Para quem funciona, afinal?

Não tem uma receita de bolo, mas hoje enxergo quatro pré-requisitos para que o freemium dê certo na sua empresa:

– O cliente tem que perceber valor no seu produto muito rapidamente, gerando um interesse genuíno;

– A decisão da compra deve, de preferência, depender de uma única pessoa. No caso das grandes empresas para as quais oferecíamos o Runrun.it, muitas deixavam de fazer o upgrade porque era uma decisão que envolvia também alguém do financeiro, alguém da TI, e o assunto acabava não sendo conversado. No caso de empresas B2B, o freemium funciona bem para VSB (very small business, profissionais autônomos etc) e vai perdendo eficiência com o aumento do tamanho da empresa até ser quase inútil em caso de grandes corporações.
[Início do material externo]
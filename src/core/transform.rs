//! Data <-> pixel mapping for Cartesian and polar axes.
//!
//! Every conversion passes through a coefficient: the value's fraction of
//! the visible range after inversion. Unusable ranges and NaN inputs
//! produce NaN, which callers treat as "do not draw".

use serde::{Deserialize, Serialize};

use crate::core::axis::{Axis, AxisKind};
use crate::core::log_axis::{get_log_value, get_pow_value};
use crate::core::types::{Point, Rect};

impl Axis {
    fn log_base(&self) -> Option<f64> {
        match &self.config().kind {
            AxisKind::Logarithmic(params) => Some(params.log_base),
            _ => None,
        }
    }

    /// Raw data value to the space the axis ranges are stored in.
    #[must_use]
    pub fn to_axis_space(&self, value: f64) -> f64 {
        match self.log_base() {
            Some(base) => get_log_value(value, base),
            None => value,
        }
    }

    /// Inverse of [`Axis::to_axis_space`].
    #[must_use]
    pub fn from_axis_space(&self, value: f64) -> f64 {
        match self.log_base() {
            Some(base) => get_pow_value(value, base),
            None => value,
        }
    }

    /// Fraction of the visible range, flipped for inversed axes.
    #[must_use]
    pub fn value_to_coefficient(&self, value: f64) -> f64 {
        let range = self.visible_range();
        let delta = range.delta();
        if range.is_empty() || !delta.is_finite() || delta == 0.0 {
            return f64::NAN;
        }
        let coefficient = (self.to_axis_space(value) - range.start()) / delta;
        if self.is_inversed() {
            1.0 - coefficient
        } else {
            coefficient
        }
    }

    #[must_use]
    pub fn coefficient_to_value(&self, coefficient: f64) -> f64 {
        let range = self.visible_range();
        if range.is_empty() || !coefficient.is_finite() {
            return f64::NAN;
        }
        let coefficient = if self.is_inversed() {
            1.0 - coefficient
        } else {
            coefficient
        };
        self.from_axis_space(range.start() + coefficient * range.delta())
    }

    /// Pixel span between the two plot offsets.
    #[must_use]
    pub fn effective_length(&self) -> f64 {
        let config = self.config();
        self.rendered_length() - config.plot_offset_start - config.plot_offset_end
    }

    /// Absolute pixel coordinate of a coefficient along this axis.
    ///
    /// Horizontal axes grow to the right; vertical axes grow upward, so the
    /// end offset sits at the top of the rendered rect.
    #[must_use]
    pub fn coefficient_to_point(&self, coefficient: f64) -> f64 {
        let rect = self.rendered_rect();
        let length = self.effective_length();
        if !rect.is_finite() || !length.is_finite() || !coefficient.is_finite() {
            return f64::NAN;
        }
        let config = self.config();
        if self.is_vertical() {
            rect.top + config.plot_offset_end + (1.0 - coefficient) * length
        } else {
            rect.left + config.plot_offset_start + coefficient * length
        }
    }

    #[must_use]
    pub fn point_to_coefficient(&self, point: f64) -> f64 {
        let rect = self.rendered_rect();
        let length = self.effective_length();
        if !rect.is_finite() || !length.is_finite() || length == 0.0 || !point.is_finite() {
            return f64::NAN;
        }
        let config = self.config();
        if self.is_vertical() {
            1.0 - (point - rect.top - config.plot_offset_end) / length
        } else {
            (point - rect.left - config.plot_offset_start) / length
        }
    }

    #[must_use]
    pub fn value_to_point(&self, value: f64) -> f64 {
        self.coefficient_to_point(self.value_to_coefficient(value))
    }

    #[must_use]
    pub fn point_to_value(&self, point: f64) -> f64 {
        self.coefficient_to_value(self.point_to_coefficient(point))
    }

    /// Position of `point` as a fraction of the visible window measured from
    /// the range start, clamped to `[0, 1]`. Used as the zoom origin.
    #[must_use]
    pub fn focal_coefficient(&self, point: f64) -> f64 {
        let coefficient = self.point_to_coefficient(point);
        if !coefficient.is_finite() {
            return 0.5;
        }
        let from_start = if self.is_inversed() {
            1.0 - coefficient
        } else {
            coefficient
        };
        from_start.clamp(0.0, 1.0)
    }
}

/// Angle where polar x value zero is drawn.
#[derive(Debug, Clone, Copy, PartialEq, Eq, Serialize, Deserialize, Default)]
pub enum PolarStartAngle {
    /// 3 o'clock.
    Rotate0,
    /// 6 o'clock.
    Rotate90,
    /// 9 o'clock.
    Rotate180,
    /// 12 o'clock.
    #[default]
    Rotate270,
}

impl PolarStartAngle {
    #[must_use]
    pub fn degrees(self) -> f64 {
        match self {
            Self::Rotate0 => 0.0,
            Self::Rotate90 => 90.0,
            Self::Rotate180 => 180.0,
            Self::Rotate270 => 270.0,
        }
    }
}

/// Screen point at `radius` and `theta_degrees` (clockwise, screen y down).
#[must_use]
pub fn polar_angle_to_point(
    center: Point,
    radius: f64,
    theta_degrees: f64,
    start_angle: PolarStartAngle,
) -> Point {
    let radians = (theta_degrees + start_angle.degrees()).to_radians();
    Point::new(
        center.x + radius * radians.cos(),
        center.y + radius * radians.sin(),
    )
}

/// Inverse of [`polar_angle_to_point`]: `(radius, theta_degrees in [0, 360))`.
#[must_use]
pub fn point_to_polar(center: Point, point: Point, start_angle: PolarStartAngle) -> (f64, f64) {
    let dx = point.x - center.x;
    let dy = point.y - center.y;
    let radius = dx.hypot(dy);
    let theta = (dy.atan2(dx).to_degrees() - start_angle.degrees()).rem_euclid(360.0);
    (radius, theta)
}

/// Polar plot frame: circle inscribed in the plot rect.
#[derive(Debug, Clone, Copy, PartialEq)]
pub struct PolarFrame {
    pub center: Point,
    pub radius: f64,
    pub start_angle: PolarStartAngle,
}

impl PolarFrame {
    #[must_use]
    pub fn inscribed(plot: Rect, start_angle: PolarStartAngle) -> Self {
        Self {
            center: plot.center(),
            radius: plot.width.min(plot.height) / 2.0,
            start_angle,
        }
    }
}

#[derive(Debug, Clone, Copy, PartialEq)]
pub enum CoordinateSystem {
    Cartesian,
    Polar(PolarFrame),
}

/// The x/y axis pair one series is plotted against.
///
/// Transposition is read from the axes: a vertical x axis swaps roles.
#[derive(Debug, Clone, Copy)]
pub struct SeriesTransform<'a> {
    pub x_axis: &'a Axis,
    pub y_axis: &'a Axis,
    pub system: CoordinateSystem,
}

impl<'a> SeriesTransform<'a> {
    #[must_use]
    pub fn cartesian(x_axis: &'a Axis, y_axis: &'a Axis) -> Self {
        Self {
            x_axis,
            y_axis,
            system: CoordinateSystem::Cartesian,
        }
    }

    #[must_use]
    pub fn is_transposed(&self) -> bool {
        self.x_axis.is_vertical()
    }

    #[must_use]
    pub fn transform(&self, x: f64, y: f64) -> Point {
        match self.system {
            CoordinateSystem::Cartesian => {
                let x_px = self.x_axis.value_to_point(x);
                let y_px = self.y_axis.value_to_point(y);
                if self.is_transposed() {
                    Point::new(y_px, x_px)
                } else {
                    Point::new(x_px, y_px)
                }
            }
            CoordinateSystem::Polar(frame) => {
                let angle = self.x_axis.value_to_coefficient(x) * 360.0;
                let radius = self.y_axis.value_to_coefficient(y) * frame.radius;
                if !angle.is_finite() || !radius.is_finite() {
                    return Point::nan();
                }
                polar_angle_to_point(frame.center, radius, angle, frame.start_angle)
            }
        }
    }

    /// Data values `(x, y)` under a pixel position.
    #[must_use]
    pub fn point_to_values(&self, point: Point) -> (f64, f64) {
        match self.system {
            CoordinateSystem::Cartesian => {
                if self.is_transposed() {
                    (
                        self.x_axis.point_to_value(point.y),
                        self.y_axis.point_to_value(point.x),
                    )
                } else {
                    (
                        self.x_axis.point_to_value(point.x),
                        self.y_axis.point_to_value(point.y),
                    )
                }
            }
            CoordinateSystem::Polar(frame) => {
                if frame.radius <= 0.0 {
                    return (f64::NAN, f64::NAN);
                }
                let (radius, theta) = point_to_polar(frame.center, point, frame.start_angle);
                (
                    self.x_axis.coefficient_to_value(theta / 360.0),
                    self.y_axis.coefficient_to_value(radius / frame.radius),
                )
            }
        }
    }

    /// Pixel of the y axis value `y` along the y direction (baseline helper).
    #[must_use]
    pub fn y_to_pixel(&self, y: f64) -> f64 {
        self.y_axis.value_to_point(y)
    }

    /// Pixel of the x axis value `x` along the x direction.
    #[must_use]
    pub fn x_to_pixel(&self, x: f64) -> f64 {
        self.x_axis.value_to_point(x)
    }

    /// Plot rect spanned by the two axes.
    #[must_use]
    pub fn plot_rect(&self) -> Rect {
        let (horizontal, vertical) = if self.is_transposed() {
            (self.y_axis, self.x_axis)
        } else {
            (self.x_axis, self.y_axis)
        };
        Rect::new(
            horizontal.rendered_rect().left,
            vertical.rendered_rect().top,
            horizontal.rendered_rect().width,
            vertical.rendered_rect().height,
        )
    }
}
Um grande banco não vai se emocionar porque é grátis, mas sim porque resolve um problema que precisa ser resolvido e é compatível com as tecnologias e padrões de segurança que ele usa.
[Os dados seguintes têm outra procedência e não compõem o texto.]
use approx::assert_relative_eq;
use chart_kit::core::animation::lerp;
use chart_kit::core::axis::{Axis, AxisConfig, AxisId};
use chart_kit::core::box_whisker_series::{BoxPlotMode, statistics};
use chart_kit::core::column_series::side_by_side_info;
use chart_kit::core::empty_point::{EmptyPointMode, replace_empty_points};
use chart_kit::core::pie_series::CircularSettings;
use chart_kit::core::segment::hit_test;
use chart_kit::core::segment_builder::{SegmentContext, create_segments, layout_segments};
use chart_kit::core::{
    DoubleRange, Point, Rect, SegmentGeometry, Series, SeriesConfig, SeriesId, SeriesKind,
    SeriesPoint, SeriesTransform, Size,
};

const PLOT: Rect = Rect::new(0.0, 0.0, 500.0, 200.0);

fn axes() -> (Axis, Axis) {
    let mut x_axis = Axis::new(
        AxisId(0),
        AxisConfig::numeric("x").with_bounds(Some(0.5), Some(5.5)),
        false,
    );
    let mut y_axis = Axis::new(
        AxisId(1),
        AxisConfig::numeric("y").with_bounds(Some(0.0), Some(100.0)),
        true,
    );
    for axis in [&mut x_axis, &mut y_axis] {
        axis.update_range(DoubleRange::EMPTY, Size::new(PLOT.width, PLOT.height));
        axis.set_rendered_rect(PLOT);
    }
    (x_axis, y_axis)
}

fn prepared(config: SeriesConfig, points: Vec<SeriesPoint>) -> Series {
    let mut series = Series::new(SeriesId(0), config);
    series.set_points(points);
    series.prepare_values(None);
    series.update_ranges(false);
    series
}

fn laid_out(series: &mut Series) {
    let (x_axis, y_axis) = axes();
    let transform = SeriesTransform::cartesian(&x_axis, &y_axis);
    let side_by_side = side_by_side_info(0, 1, 0.8, 0.0, 1.0);
    let ctx = SegmentContext::cartesian(transform, side_by_side);
    let mut segments = create_segments(series);
    layout_segments(series.kind(), &mut segments, &ctx);
    series.replace_segments(segments);
}

#[test]
fn average_mode_fills_every_gap() {
    let nan = f64::NAN;
    let values = [1.0, nan, 2.0, 3.0, nan, 5.5, 6.0, 7.0, nan, 10.0];
    let filled = replace_empty_points(&values, EmptyPointMode::Average);
    assert_eq!(filled, vec![1.0, 1.5, 2.0, 3.0, 4.25, 5.5, 6.0, 7.0, 8.5, 10.0]);

    let zeroed = replace_empty_points(&values, EmptyPointMode::Zero);
    assert_eq!(zeroed[1], 0.0);
    assert_eq!(zeroed[9], 10.0);
}

#[test]
fn column_rect_spans_from_value_to_baseline() {
    let points = (1..=5)
        .map(|x| SeriesPoint::xy(f64::from(x), f64::from(x) * 20.0))
        .collect();
    let mut series = prepared(SeriesConfig::new("sales", SeriesKind::column()), points);
    laid_out(&mut series);

    let SegmentGeometry::Rect(rect) = series.segments()[0].geometry else {
        panic!("column geometry expected");
    };
    assert_relative_eq!(rect.left, 60.0, epsilon = 1e-9);
    assert_relative_eq!(rect.width, 80.0, epsilon = 1e-9);
    assert_relative_eq!(rect.top, 160.0, epsilon = 1e-9);
    assert_relative_eq!(rect.bottom(), 200.0, epsilon = 1e-9);
}

#[test]
fn column_hit_test_finds_only_covered_points() {
    let points = (1..=5)
        .map(|x| SeriesPoint::xy(f64::from(x), f64::from(x) * 20.0))
        .collect();
    let mut series = prepared(SeriesConfig::new("sales", SeriesKind::column()), points);
    laid_out(&mut series);

    assert_eq!(hit_test(series.segments(), Point::new(100.0, 180.0), 0.0), Some(0));
    assert_eq!(hit_test(series.segments(), Point::new(250.0, 150.0), 0.0), Some(2));
    assert_eq!(hit_test(series.segments(), Point::new(100.0, 100.0), 0.0), None);
    assert_eq!(hit_test(series.segments(), Point::new(150.0, 190.0), 0.0), None);
}

#[test]
fn empty_points_produce_no_geometry() {
    let points = vec![
        SeriesPoint::xy(1.0, 10.0),
        SeriesPoint::xy(2.0, f64::NAN),
        SeriesPoint::xy(3.0, 30.0),
    ];
    let mut series = prepared(SeriesConfig::new("gaps", SeriesKind::column()), points);
    laid_out(&mut series);

    assert!(series.segments()[1].empty);
    assert!(series.segments()[1].geometry.is_empty());
    assert!(!series.segments()[2].geometry.is_empty());
}

#[test]
fn relayout_keeps_the_previous_geometry_for_animation() {
    let mut series = prepared(
        SeriesConfig::new("sales", SeriesKind::column()),
        vec![SeriesPoint::xy(1.0, 20.0)],
    );
    laid_out(&mut series);
    let before = series.segments()[0].geometry.bounds();

    series.set_points(vec![SeriesPoint::xy(1.0, 60.0)]);
    series.prepare_values(None);
    laid_out(&mut series);
    let after = series.segments()[0].geometry.bounds();

    let halfway = series.segments()[0].interpolated(0.5).bounds();
    assert_relative_eq!(halfway.top, (before.top + after.top) / 2.0, epsilon = 1e-9);
    let finished = series.segments()[0].interpolated(1.0).bounds();
    assert_relative_eq!(finished.top, after.top, epsilon = 1e-9);
    assert_relative_eq!(finished.height, after.height, epsilon = 1e-9);
}

#[test]
fn lerp_from_nan_jumps_to_the_target() {
    assert_eq!(lerp(f64::NAN, 5.0, 0.3), 5.0);
    assert_relative_eq!(lerp(0.0, 10.0, 0.25), 2.5);
    assert_eq!(lerp(0.0, 10.0, f64::NAN), 10.0);
}

#[test]
fn pie_slices_share_the_full_turn() {
    let points = [1.0, 1.0, 2.0]
        .iter()
        .enumerate()
        .map(|(index, y)| SeriesPoint::xy(index as f64, *y))
        .collect();
    let mut series = prepared(SeriesConfig::new("share", SeriesKind::pie()), points);
    let mut segments = create_segments(&series);
    let plot = Rect::new(0.0, 0.0, 200.0, 200.0);
    layout_segments(series.kind(), &mut segments, &SegmentContext::accumulation(plot));
    series.replace_segments(segments);

    let angles: Vec<(f64, f64)> = series
        .segments()
        .iter()
        .map(|segment| match segment.geometry {
            SegmentGeometry::Slice {
                start_angle,
                end_angle,
                ..
            } => (start_angle, end_angle),
            _ => panic!("slice geometry expected"),
        })
        .collect();
    assert_eq!(angles, vec![(0.0, 90.0), (90.0, 180.0), (180.0, 360.0)]);

    assert_eq!(hit_test(series.segments(), Point::new(150.0, 101.0), 0.0), Some(0));
    assert_eq!(hit_test(series.segments(), Point::new(60.0, 110.0), 0.0), Some(1));
    assert_eq!(hit_test(series.segments(), Point::new(100.0, 40.0), 0.0), Some(2));
    assert_eq!(hit_test(series.segments(), Point::new(199.0, 199.0), 0.0), None);
}

#[test]
fn counter_clockwise_pie_sweeps_backwards() {
    let settings = CircularSettings::pie().with_angles(360.0, 0.0);
    assert_eq!(settings.total_sweep(), -360.0);
}

#[test]
fn box_statistics_flag_values_beyond_the_fences() {
    let values = [1.0, 2.0, 3.0, 4.0, 5.0, 6.0, 7.0, 8.0, 100.0];
    let stats = statistics(&values, BoxPlotMode::Exclusive).expect("finite samples");

    assert_relative_eq!(stats.lower_quartile, 2.5, epsilon = 1e-12);
    assert_relative_eq!(stats.median, 5.0, epsilon = 1e-12);
    assert_relative_eq!(stats.upper_quartile, 7.5, epsilon = 1e-12);
    assert_eq!(stats.maximum, 8.0);
    assert_eq!(stats.outliers, vec![100.0]);
    assert!(statistics(&[f64::NAN], BoxPlotMode::Normal).is_none());
}

#[test]
fn bullish_candle_closes_at_or_above_open() {
    let points = vec![
        SeriesPoint::ohlc(1.0, 20.0, 60.0, 10.0, 50.0),
        SeriesPoint::ohlc(2.0, 50.0, 70.0, 30.0, 40.0),
    ];
    let mut series = prepared(SeriesConfig::new("prices", SeriesKind::candle()), points);
    laid_out(&mut series);

    let flags: Vec<bool> = series
        .segments()
        .iter()
        .map(|segment| match segment.geometry {
            SegmentGeometry::Candle { is_bullish, .. } => is_bullish,
            _ => panic!("candle geometry expected"),
        })
        .collect();
    assert_eq!(flags, vec![true, false]);
}

fn candle_body(mode: EmptyPointMode) -> Option<Rect> {
    let points = vec![
        SeriesPoint::ohlc(1.0, 20.0, 60.0, 10.0, 50.0),
        SeriesPoint::ohlc(2.0, f64::NAN, 70.0, 30.0, 40.0),
        SeriesPoint::ohlc(3.0, 40.0, 80.0, 20.0, 60.0),
    ];
    let config = SeriesConfig::new("prices", SeriesKind::candle()).with_empty_point_mode(mode);
    let mut series = prepared(config, points);
    laid_out(&mut series);
    match series.segments()[1].geometry {
        SegmentGeometry::Candle { body, .. } => Some(body),
        _ => None,
    }
}

#[test]
fn candle_missing_a_component_follows_the_empty_point_mode() {
    assert!(candle_body(EmptyPointMode::None).is_none());

    // 100 units span 200 px; Zero stretches the body from 0 to the close.
    let zero = candle_body(EmptyPointMode::Zero).expect("zero fills the open");
    assert_relative_eq!(zero.height, 80.0, epsilon = 1e-9);

    // Average takes the neighbouring opens: (20 + 40) / 2 = 30.
    let average = candle_body(EmptyPointMode::Average).expect("average fills the open");
    assert_relative_eq!(average.height, 20.0, epsilon = 1e-9);
}

#[test]
fn filled_components_feed_the_value_range() {
    let points = vec![
        SeriesPoint::ohlc(1.0, 20.0, 60.0, 10.0, 50.0),
        SeriesPoint::ohlc(2.0, f64::NAN, 70.0, 30.0, 40.0),
    ];
    let config = SeriesConfig::new("prices", SeriesKind::candle())
        .with_empty_point_mode(EmptyPointMode::Zero);
    let series = prepared(config, points);
    assert_eq!(series.ohlc_values().open, vec![20.0, 0.0]);
    assert_eq!(series.y_range(), DoubleRange::new(0.0, 70.0));
}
– O ticket tem que ser baixo. Minha percepção é que o freemium consegue monetizar um produto se a taxa adicional para ter acesso a novos serviços ou a um serviço mais completo custar menos de R$ 50,

– O custo de oferecer seu produto ou serviço de graça deve ser baixo. Usando o caso do Spotify, se ele atende bem aos outros três requisitos, é nesse que escorrega. Oferecer streaming de áudio é caro e talvez não seja sustentável ao longo do tempo. Tanto assim que já vemos um movimento do serviço para tornar o freemium mais inconveniente, aumentando a frequência das propagandas, por exemplo.